On univariate Kaplan-Meyer analysis, IPF patients with evidence of mediastinal LNE on baseline CT scan of the chest had lower survival rates as compared to patients without LNE (median survival 37.8 months vs 44.5 months, log-rank p=0.025) (figure 2). This corresponded to a 2.65-fold increased risk of mortality for LNE+ patients on Cox proportional hazard analysis (95% CI 1.09-6.46, p=0.032) (table 2). After stratification of the study population by number of enlarged mediastinal lymph nodes, the involvement of three or more lymph nodes was found significantly associated with worse survival as compared to each of the other groups (Figure 2), with a 5.72-fold increased risk of mortality (HR 5.72, 95%CI 2.18-14.98, p<0.001). Within patients with mediastinal LNE at baseline, increasing dimensions of the largest lymph node were also associated with higher mortality (HR 1.17, 95% CI 1.04-1.32, p=0.01).

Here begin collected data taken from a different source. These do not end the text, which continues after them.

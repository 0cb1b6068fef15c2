use serde::Deserialize;
use sqlx::{PgPool, QueryBuilder, Row};

use crate::database::models::*;

const COLONNES_RESSOURCE: &str = "id, nom, type_ressource_id, description, latitude, longitude, \
     commune_id, potentiel, etat_utilisation, contact_nom, contact_tel, \
     created_by, created_at, updated_at";

const COLONNES_UTILISATEUR: &str =
    "id, nom, email, password_hash, role, commune_id, actif, created_at";

#[derive(Debug, Clone, Default, Deserialize)]
pub struct RessourceFiltre {
    pub commune_id: Option<i32>,
    pub type_ressource_id: Option<i32>,
    pub potentiel: Option<String>,
    pub etat_utilisation: Option<String>,
    pub q: Option<String>,
}

#[derive(Debug, Clone, Deserialize)]
pub struct RessourcePayload {
    pub nom: String,
    pub type_ressource_id: i32,
    pub description: Option<String>,
    pub latitude: f64,
    pub longitude: f64,
    pub commune_id: i32,
    pub potentiel: String,
    pub etat_utilisation: String,
    pub contact_nom: Option<String>,
    pub contact_tel: Option<String>,
}

#[derive(Debug, Clone, Deserialize)]
pub struct NouvelUtilisateur {
    pub nom: String,
    pub email: String,
    pub password: String,
    pub role: String,
    pub commune_id: Option<i32>,
}

#[derive(Debug, Clone, Deserialize)]
pub struct MiseAJourUtilisateur {
    pub nom: Option<String>,
    pub role: Option<String>,
    pub commune_id: Option<i32>,
    pub actif: Option<bool>,
}

#[derive(Debug, Clone, Default, Deserialize)]
pub struct AuditFiltre {
    pub action: Option<String>,
    pub table_name: Option<String>,
    pub user_id: Option<i32>,
    pub limit: Option<i64>,
}

/// Key/count pair produced by the aggregation queries.
#[derive(Debug, Clone, serde::Serialize, sqlx::FromRow)]
pub struct CompteParCle {
    pub cle: String,
    pub nb: i64,
}

/// Commune row annotated with its contained-resource count.
#[derive(Debug, Clone, serde::Serialize, sqlx::FromRow)]
pub struct CommuneCompteRow {
    pub id: i32,
    pub nom: String,
    pub region: String,
    pub nb_ressources: i64,
}

pub struct Queries;

impl Queries {
    // --- Communes ---

    pub async fn list_communes(pool: &PgPool) -> Result<Vec<Commune>, sqlx::Error> {
        sqlx::query_as::<_, Commune>(
            "SELECT id, nom, region, departement, latitude, longitude, contour_geojson \
             FROM communes ORDER BY nom",
        )
        .fetch_all(pool)
        .await
    }

    pub async fn get_commune(pool: &PgPool, id: i32) -> Result<Option<Commune>, sqlx::Error> {
        sqlx::query_as::<_, Commune>(
            "SELECT id, nom, region, departement, latitude, longitude, contour_geojson \
             FROM communes WHERE id = $1",
        )
        .bind(id)
        .fetch_optional(pool)
        .await
    }

    pub async fn get_commune_par_nom(
        pool: &PgPool,
        nom: &str,
    ) -> Result<Option<Commune>, sqlx::Error> {
        sqlx::query_as::<_, Commune>(
            "SELECT id, nom, region, departement, latitude, longitude, contour_geojson \
             FROM communes WHERE LOWER(nom) = LOWER($1)",
        )
        .bind(nom)
        .fetch_optional(pool)
        .await
    }

    pub async fn commune_existe(pool: &PgPool, id: i32) -> Result<bool, sqlx::Error> {
        let row = sqlx::query("SELECT 1 AS un FROM communes WHERE id = $1")
            .bind(id)
            .fetch_optional(pool)
            .await?;
        Ok(row.is_some())
    }

    // --- Types de ressources ---

    pub async fn list_types(pool: &PgPool) -> Result<Vec<TypeRessource>, sqlx::Error> {
        sqlx::query_as::<_, TypeRessource>(
            "SELECT id, type, categorie FROM types_ressources ORDER BY categorie, type",
        )
        .fetch_all(pool)
        .await
    }

    pub async fn type_existe(pool: &PgPool, id: i32) -> Result<bool, sqlx::Error> {
        let row = sqlx::query("SELECT 1 AS un FROM types_ressources WHERE id = $1")
            .bind(id)
            .fetch_optional(pool)
            .await?;
        Ok(row.is_some())
    }

    // --- Ressources ---

    pub async fn list_ressources(
        pool: &PgPool,
        filtre: &RessourceFiltre,
    ) -> Result<Vec<Ressource>, sqlx::Error> {
        let mut qb = QueryBuilder::new(format!(
            "SELECT {} FROM ressources WHERE 1=1",
            COLONNES_RESSOURCE
        ));

        if let Some(commune_id) = filtre.commune_id {
            qb.push(" AND commune_id = ").push_bind(commune_id);
        }
        if let Some(type_id) = filtre.type_ressource_id {
            qb.push(" AND type_ressource_id = ").push_bind(type_id);
        }
        if let Some(potentiel) = &filtre.potentiel {
            qb.push(" AND potentiel = ").push_bind(potentiel.clone());
        }
        if let Some(etat) = &filtre.etat_utilisation {
            qb.push(" AND etat_utilisation = ").push_bind(etat.clone());
        }
        if let Some(q) = &filtre.q {
            let motif = format!("%{}%", q);
            qb.push(" AND (nom ILIKE ").push_bind(motif.clone());
            qb.push(" OR description ILIKE ").push_bind(motif);
            qb.push(")");
        }
        qb.push(" ORDER BY created_at DESC");

        qb.build_query_as::<Ressource>().fetch_all(pool).await
    }

    pub async fn get_ressource(pool: &PgPool, id: i32) -> Result<Option<Ressource>, sqlx::Error> {
        sqlx::query_as::<_, Ressource>(&format!(
            "SELECT {} FROM ressources WHERE id = $1",
            COLONNES_RESSOURCE
        ))
        .bind(id)
        .fetch_optional(pool)
        .await
    }

    pub async fn insert_ressource(
        pool: &PgPool,
        payload: &RessourcePayload,
        created_by: i32,
    ) -> Result<Ressource, sqlx::Error> {
        sqlx::query_as::<_, Ressource>(&format!(
            "INSERT INTO ressources \
             (nom, type_ressource_id, description, latitude, longitude, geom, \
              commune_id, potentiel, etat_utilisation, contact_nom, contact_tel, created_by) \
             VALUES ($1, $2, $3, $4, $5, ST_SetSRID(ST_MakePoint($5, $4), 4326), \
                     $6, $7, $8, $9, $10, $11) \
             RETURNING {}",
            COLONNES_RESSOURCE
        ))
        .bind(&payload.nom)
        .bind(payload.type_ressource_id)
        .bind(&payload.description)
        .bind(payload.latitude)
        .bind(payload.longitude)
        .bind(payload.commune_id)
        .bind(&payload.potentiel)
        .bind(&payload.etat_utilisation)
        .bind(&payload.contact_nom)
        .bind(&payload.contact_tel)
        .bind(created_by)
        .fetch_one(pool)
        .await
    }

    /// Full-row update, last-write-wins.
    pub async fn update_ressource(
        pool: &PgPool,
        id: i32,
        payload: &RessourcePayload,
    ) -> Result<Option<Ressource>, sqlx::Error> {
        sqlx::query_as::<_, Ressource>(&format!(
            "UPDATE ressources SET \
             nom = $1, type_ressource_id = $2, description = $3, latitude = $4, longitude = $5, \
             geom = ST_SetSRID(ST_MakePoint($5, $4), 4326), commune_id = $6, potentiel = $7, \
             etat_utilisation = $8, contact_nom = $9, contact_tel = $10, updated_at = NOW() \
             WHERE id = $11 RETURNING {}",
            COLONNES_RESSOURCE
        ))
        .bind(&payload.nom)
        .bind(payload.type_ressource_id)
        .bind(&payload.description)
        .bind(payload.latitude)
        .bind(payload.longitude)
        .bind(payload.commune_id)
        .bind(&payload.potentiel)
        .bind(&payload.etat_utilisation)
        .bind(&payload.contact_nom)
        .bind(&payload.contact_tel)
        .bind(id)
        .fetch_optional(pool)
        .await
    }

    pub async fn delete_ressource(pool: &PgPool, id: i32) -> Result<bool, sqlx::Error> {
        let result = sqlx::query("DELETE FROM ressources WHERE id = $1")
            .bind(id)
            .execute(pool)
            .await?;
        Ok(result.rows_affected() > 0)
    }

    pub async fn list_points(pool: &PgPool) -> Result<Vec<PointRessource>, sqlx::Error> {
        sqlx::query_as::<_, PointRessource>(
            "SELECT id, nom, latitude, longitude, commune_id FROM ressources",
        )
        .fetch_all(pool)
        .await
    }

    // --- Utilisateurs ---

    pub async fn find_utilisateur_par_email(
        pool: &PgPool,
        email: &str,
    ) -> Result<Option<Utilisateur>, sqlx::Error> {
        sqlx::query_as::<_, Utilisateur>(&format!(
            "SELECT {} FROM utilisateurs WHERE email = $1",
            COLONNES_UTILISATEUR
        ))
        .bind(email)
        .fetch_optional(pool)
        .await
    }

    pub async fn get_utilisateur(
        pool: &PgPool,
        id: i32,
    ) -> Result<Option<Utilisateur>, sqlx::Error> {
        sqlx::query_as::<_, Utilisateur>(&format!(
            "SELECT {} FROM utilisateurs WHERE id = $1",
            COLONNES_UTILISATEUR
        ))
        .bind(id)
        .fetch_optional(pool)
        .await
    }

    pub async fn list_utilisateurs(pool: &PgPool) -> Result<Vec<Utilisateur>, sqlx::Error> {
        sqlx::query_as::<_, Utilisateur>(&format!(
            "SELECT {} FROM utilisateurs ORDER BY created_at DESC",
            COLONNES_UTILISATEUR
        ))
        .fetch_all(pool)
        .await
    }

    pub async fn insert_utilisateur(
        pool: &PgPool,
        nouvel: &NouvelUtilisateur,
        password_hash: &str,
    ) -> Result<Utilisateur, sqlx::Error> {
        sqlx::query_as::<_, Utilisateur>(&format!(
            "INSERT INTO utilisateurs (nom, email, password_hash, role, commune_id) \
             VALUES ($1, $2, $3, $4, $5) RETURNING {}",
            COLONNES_UTILISATEUR
        ))
        .bind(&nouvel.nom)
        .bind(&nouvel.email)
        .bind(password_hash)
        .bind(&nouvel.role)
        .bind(nouvel.commune_id)
        .fetch_one(pool)
        .await
    }

    pub async fn update_utilisateur(
        pool: &PgPool,
        id: i32,
        maj: &MiseAJourUtilisateur,
    ) -> Result<Option<Utilisateur>, sqlx::Error> {
        sqlx::query_as::<_, Utilisateur>(&format!(
            "UPDATE utilisateurs SET \
             nom = COALESCE($1, nom), role = COALESCE($2, role), \
             commune_id = COALESCE($3, commune_id), actif = COALESCE($4, actif) \
             WHERE id = $5 RETURNING {}",
            COLONNES_UTILISATEUR
        ))
        .bind(&maj.nom)
        .bind(&maj.role)
        .bind(maj.commune_id)
        .bind(maj.actif)
        .bind(id)
        .fetch_optional(pool)
        .await
    }

    /// Admin "delete" deactivates the account, rows are never removed.
    pub async fn desactiver_utilisateur(pool: &PgPool, id: i32) -> Result<bool, sqlx::Error> {
        let result = sqlx::query("UPDATE utilisateurs SET actif = FALSE WHERE id = $1")
            .bind(id)
            .execute(pool)
            .await?;
        Ok(result.rows_affected() > 0)
    }

    // --- Statistiques ---

    pub async fn compte_ressources(pool: &PgPool) -> Result<i64, sqlx::Error> {
        let row = sqlx::query("SELECT COUNT(*)::BIGINT AS nb FROM ressources")
            .fetch_one(pool)
            .await?;
        row.try_get("nb")
    }

    pub async fn compte_par_type(pool: &PgPool) -> Result<Vec<CompteParCle>, sqlx::Error> {
        sqlx::query_as::<_, CompteParCle>(
            "SELECT t.type AS cle, COUNT(r.id)::BIGINT AS nb \
             FROM types_ressources t \
             LEFT JOIN ressources r ON r.type_ressource_id = t.id \
             GROUP BY t.type ORDER BY nb DESC",
        )
        .fetch_all(pool)
        .await
    }

    pub async fn compte_par_commune(pool: &PgPool) -> Result<Vec<CompteParCle>, sqlx::Error> {
        sqlx::query_as::<_, CompteParCle>(
            "SELECT c.nom AS cle, COUNT(r.id)::BIGINT AS nb \
             FROM communes c \
             LEFT JOIN ressources r ON r.commune_id = c.id \
             GROUP BY c.nom ORDER BY nb DESC",
        )
        .fetch_all(pool)
        .await
    }

    pub async fn compte_par_potentiel(pool: &PgPool) -> Result<Vec<CompteParCle>, sqlx::Error> {
        sqlx::query_as::<_, CompteParCle>(
            "SELECT potentiel AS cle, COUNT(*)::BIGINT AS nb \
             FROM ressources GROUP BY potentiel ORDER BY nb DESC",
        )
        .fetch_all(pool)
        .await
    }

    pub async fn compte_par_etat(pool: &PgPool) -> Result<Vec<CompteParCle>, sqlx::Error> {
        sqlx::query_as::<_, CompteParCle>(
            "SELECT etat_utilisation AS cle, COUNT(*)::BIGINT AS nb \
             FROM ressources GROUP BY etat_utilisation ORDER BY nb DESC",
        )
        .fetch_all(pool)
        .await
    }

    // --- Géographie ---

    /// Resources-per-commune via the PostGIS spatial join. Communes without a
    /// boundary polygon are excluded, the caller falls back to the Rust path.
    pub async fn compte_spatial_par_commune(
        pool: &PgPool,
    ) -> Result<Vec<CommuneCompteRow>, sqlx::Error> {
        sqlx::query_as::<_, CommuneCompteRow>(
            "SELECT c.id, c.nom, c.region, COUNT(r.id)::BIGINT AS nb_ressources \
             FROM communes c \
             LEFT JOIN ressources r ON ST_Within(r.geom, c.contour) \
             WHERE c.contour IS NOT NULL \
             GROUP BY c.id, c.nom, c.region \
             ORDER BY nb_ressources ASC, c.nom",
        )
        .fetch_all(pool)
        .await
    }

    // --- Audit ---

    pub async fn list_audit_logs(
        pool: &PgPool,
        filtre: &AuditFiltre,
    ) -> Result<Vec<AuditLogRow>, sqlx::Error> {
        let mut qb = QueryBuilder::new(
            "SELECT id, table_name, record_id, action, old_values, new_values, \
             user_id, ip_address, user_agent, created_at \
             FROM audit_logs WHERE 1=1",
        );

        if let Some(action) = &filtre.action {
            qb.push(" AND action = ").push_bind(action.clone());
        }
        if let Some(table) = &filtre.table_name {
            qb.push(" AND table_name = ").push_bind(table.clone());
        }
        if let Some(user_id) = filtre.user_id {
            qb.push(" AND user_id = ").push_bind(user_id);
        }
        qb.push(" ORDER BY created_at DESC LIMIT ")
            .push_bind(filtre.limit.unwrap_or(100).clamp(1, 1000));

        qb.build_query_as::<AuditLogRow>().fetch_all(pool).await
    }

    pub async fn compte_audit_par_action(
        pool: &PgPool,
    ) -> Result<Vec<CompteParCle>, sqlx::Error> {
        sqlx::query_as::<_, CompteParCle>(
            "SELECT action AS cle, COUNT(*)::BIGINT AS nb \
             FROM audit_logs GROUP BY action ORDER BY nb DESC",
        )
        .fetch_all(pool)
        .await
    }

    pub async fn compte_audit_par_utilisateur(
        pool: &PgPool,
    ) -> Result<Vec<CompteParCle>, sqlx::Error> {
        sqlx::query_as::<_, CompteParCle>(
            "SELECT COALESCE(u.email, 'anonyme') AS cle, COUNT(*)::BIGINT AS nb \
             FROM audit_logs a LEFT JOIN utilisateurs u ON u.id = a.user_id \
             GROUP BY u.email ORDER BY nb DESC LIMIT 10",
        )
        .fetch_all(pool)
        .await
    }

    pub async fn compte_connexions_echouees(pool: &PgPool) -> Result<i64, sqlx::Error> {
        let row = sqlx::query(
            "SELECT COUNT(*)::BIGINT AS nb FROM audit_logs \
             WHERE action = 'LOGIN' AND new_values->>'succes' = 'false'",
        )
        .fetch_one(pool)
        .await?;
        row.try_get("nb")
    }

    pub async fn dernieres_mutations(
        pool: &PgPool,
        limit: i64,
    ) -> Result<Vec<AuditLogRow>, sqlx::Error> {
        sqlx::query_as::<_, AuditLogRow>(
            "SELECT id, table_name, record_id, action, old_values, new_values, \
             user_id, ip_address, user_agent, created_at \
             FROM audit_logs WHERE action IN ('CREATE', 'UPDATE', 'DELETE') \
             ORDER BY created_at DESC LIMIT $1",
        )
        .bind(limit)
        .fetch_all(pool)
        .await
    }
}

When hazard ratios were adjusted for GAP stage, only the presence of 3 or more mediastinal enlarged lymph nodes maintained a strong association with poorer survival (HR 5.03, 95% CI 1.86-13.62, p≤0.001)(table 2).
Time to significant functional decline defined as 10% absolute decline in FVC was not significantly different between patients with or without LNE (figure 3, table 2). On the other hand, patients with evidence of 3 or more mediastinal enlarged lymph nodes showed increased disease progression rates both on univariate analysis (HR 2.67, 95% CI 1.19-5.97, p=0.017) and after adjusting for GAP stage (HR 2.99, 95% CI 1.22-7.33, p=0.17)(table 2).

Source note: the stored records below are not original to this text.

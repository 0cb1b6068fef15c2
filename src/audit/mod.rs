pub mod event;
pub mod middleware;
pub mod recorder;

pub use event::{rediger, AuditAction, AuditEvent};
pub use middleware::audit_middleware;
pub use recorder::{AuditRecorder, AuditSink, PgAuditSink};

In order to further explore the association between mediastinal LNE and change in pulmonary function parameters, the annualized rates of change in absolute FVC and % predicted DLco were compared between patients with different degrees of lymph node involvement at baseline (figure 4, table 3). The rate of decline in FVC increased with the number of mediastinal lymph nodes involved and was largest in patients with 3 or more enlarged lymph nodes (-178 mL, SE 0.09), especially if compared to patients without LNE, who showed relative stability over 12 months (FVC change -4 mL, SE 0.07). However, the differences in the rates of change in FVC were not statistically significant as shown by the group-by-time interaction term in the model (p=0.332). The largest decline in DLco occurred in the group with 3 or more enlarged lymph nodes (-10.5%, SE 2.55) as compared with the other groups, although such difference did not meet statistical significance (group-by-time interaction p=0.349) (table3).
Longitudinal assessment of mediastinal LNE
117 patient cases who had available longitudinal imaging data were assessed for the presence of mediastinal LNE at the follow up CT scan. Average time difference between consecutive CT scans was 17.7 months (SD 10.4). LNE status did not change over time in 101 (86%) of these patients. Among the 48 patients without evidence of mediastinal LNE at baseline, 38 (79%) patients remained without mediastinal LNE at follow up, while among the 69 patients with baseline mediastinal LNE 63 (91%) maintained evidence mediastinal LNE over time. Among the 62 patients with baseline LNE who received antifibrotic treatment, 57 (92%) had mediastinal LNE at follow up. Mediastinal LNE disappeared in only 6 (9%) patients who had LNE at baseline, while 10 (11%) patients who did not have LNE at baseline developed LNE at follow up.